The top one per cent (you have to make more that $348,000 a year to qualify) are receiving, the Times reports, “their largest share of national income since 1928” (1929 is not far behind). To be in the top ten percent you have to make at least $100,000 a year. That’s great news for the rich and the super rich. But what about the super-duper rich (the top 1/10 of 1% of the population-- i.e., about 5.6 million bucks a year) and the really super-super-duper rich ( the top 1/100 of 1% of the population-- that’s about $27.7 million a year-- this is Bush’s base we are talking about here)? Well, all you folks who voted for Bush will be happy to know they too are doing just fine. The income of the super-dupers and super-super-dupers “soared by a fifth in one year, largely because of the rising stock market and increased business profits.” Bettering the Dow beats being blown up in Baghdad.

But what about the rest of us? Are we going to be negative Nellies and begrudge the privileged few their good times? Maybe. Professor Emmanuel Saez, U of C, Berkeley (who analyzed the IRS data along with Professor Thomas Piketty, Paris School of Economics), said this to the Times: “If the economy is growing but only a few are enjoying the benefits, it goes to our sense of fairness, It can have important political consequences.”

By the way, the income gap may be much greater than the IRS figures that were analyzed. This is because the figures are preliminary, tax season isn’t over yet, and the rich file late and, oh yes, they don’t always file accurately.

It turns out that the IRS says it can get the taxes correctly from 99% of wage workers but only from about 70% of the rich. This means the income gap could again be much bigger that reported. But why only 70% from the non wage workers? This is because they are dealing with business and investments and the money mostly “flows to upper-income individuals, [and] not everybody accurately reports such figures.”

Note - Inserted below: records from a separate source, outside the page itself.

//! Viewport-visibility tracking for scroll-triggered animations.

use leptos::{html, prelude::*};
use leptos_use::{
    use_intersection_observer_with_options, UseIntersectionObserverOptions,
    UseIntersectionObserverReturn,
};

/// Tracks whether `target` has crossed `threshold` (fraction of the element
/// that must be onscreen).
///
/// With `once = true` the signal flips to `true` on the first qualifying
/// intersection and the observation is dropped, so it never reverts. With
/// `once = false` it follows the current intersection state in both
/// directions. The underlying observer is registered on mount and torn down
/// on unmount either way.
pub fn use_reveal(target: NodeRef<html::Section>, threshold: f64, once: bool) -> Signal<bool> {
    let (visible, set_visible) = signal(false);

    let UseIntersectionObserverReturn { stop, .. } = use_intersection_observer_with_options(
        target,
        move |entries, _| {
            for entry in entries {
                if entry.is_intersecting() {
                    set_visible(true);
                } else if !once {
                    set_visible(false);
                }
            }
        },
        UseIntersectionObserverOptions::default().thresholds(vec![threshold]),
    );

    if once {
        Effect::new(move |_| {
            if visible() {
                stop();
            }
        });
    }

    visible.into()
}

/// Top-level page section that fades in the first time it scrolls into view.
/// The caller supplies the `NodeRef` so the nav can observe the same element
/// for active-link tracking.
#[component]
pub fn RevealSection(
    id: &'static str,
    node_ref: NodeRef<html::Section>,
    children: Children,
) -> impl IntoView {
    let visible = use_reveal(node_ref, 0.1, true);

    view! {
        <section
            id=id
            node_ref=node_ref
            class=move || {
                if visible() { "section-reveal is-visible" } else { "section-reveal" }
            }
        >
            {children()}
        </section>
    }
}

#[derive(Debug, Clone, Copy, PartialEq, Eq, Default)]
pub enum RevealAnimation {
    #[default]
    FadeUp,
    FadeDown,
    FadeLeft,
    FadeRight,
    ZoomIn,
}

impl RevealAnimation {
    fn hidden_class(&self) -> &'static str {
        match self {
            RevealAnimation::FadeUp => "opacity-0 translate-y-8",
            RevealAnimation::FadeDown => "opacity-0 -translate-y-8",
            RevealAnimation::FadeLeft => "opacity-0 translate-x-8",
            RevealAnimation::FadeRight => "opacity-0 -translate-x-8",
            RevealAnimation::ZoomIn => "opacity-0 scale-95",
        }
    }
}

/// Smaller animated block used inside sections: header rows, columns, cards.
#[component]
pub fn AnimatedSection(
    #[prop(optional)] animation: RevealAnimation,
    #[prop(default = 0.1)] threshold: f64,
    #[prop(default = true)] once: bool,
    #[prop(default = "")] class: &'static str,
    #[prop(default = 0)] delay_ms: u32,
    children: Children,
) -> impl IntoView {
    let node_ref = NodeRef::<html::Section>::new();
    let visible = use_reveal(node_ref, threshold, once);

    view! {
        <section
            node_ref=node_ref
            class=move || {
                let state = if visible() {
                    "opacity-100 translate-x-0 translate-y-0 scale-100"
                } else {
                    animation.hidden_class()
                };
                format!("{class} transition-all duration-700 {state}")
            }
            style:transition-delay=format!("{delay_ms}ms")
        >
            {children()}
        </section>
    }
}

Could it be that the wealthy are cheating on their taxes, or do they get so much money they just can’t keep track of it all? It must be the latter because the super rich are rarely audited compared to those sneaky wage laborers whom the IRS keeps tight tabs upon.

The Bush administration says its tax cuts for the rich, even though they “benefitted those at the top more than others,“ were not responsible for the growing income gap. So what is the cause? Its the “rapid pace of technological change [that] has been a major driver in the decades-long widening of the income gap in the United States.” This really means its the ability of businesses to replace workers with machines, close down factories and services, dump the American workforce and move overseas to super-exploit third world peoples by paying substandard wages and no benefits, or only paltry ones.

Still, even here on the home front, many factors were left out of the IRS analysis, factors which, had they been included, would have made the income gap even greater. This is what Robert Greenstein (Center on Budget and Policy Priorities) thinks, according to the Times. Its not just the higher incomes and lower taxes of the rich, he said. You have to take into consideration the reduction and/or elimination of worker’s fringe benefits as well, such as education and health care subsidies, and child care too,

He said, “The nation faces some very tough choices in coming years. That such a large share of the income gains are going to the very top. at a minimum, raises serious questions about continuing to provide tax cuts averaging over $150,000 a year to people making more than a million dollars a year....”

The tax burden on middle income people has remained more or less constant for decades, according to Greenstein, while the rich have seen their tax responsibilities reduced by 50% [ and still “not everybody accurately reports” his or her income]. That means they coast along while the rest of us have to pay for, among other things, Bush's war with our taxes and the sacrifice of health, education, retirement benefits and environmental protection. Yes, indeed, “our sense of fairness” may lead to “important political consequences.”

Thomas Riggins is the book review editor of Political Affairs and can be reached at pabooks@politicalaffairs.net.

1 comment:

Anonymous said...

Is not the purpose of war, the aggrandisement of the ruling class of the aggressor power?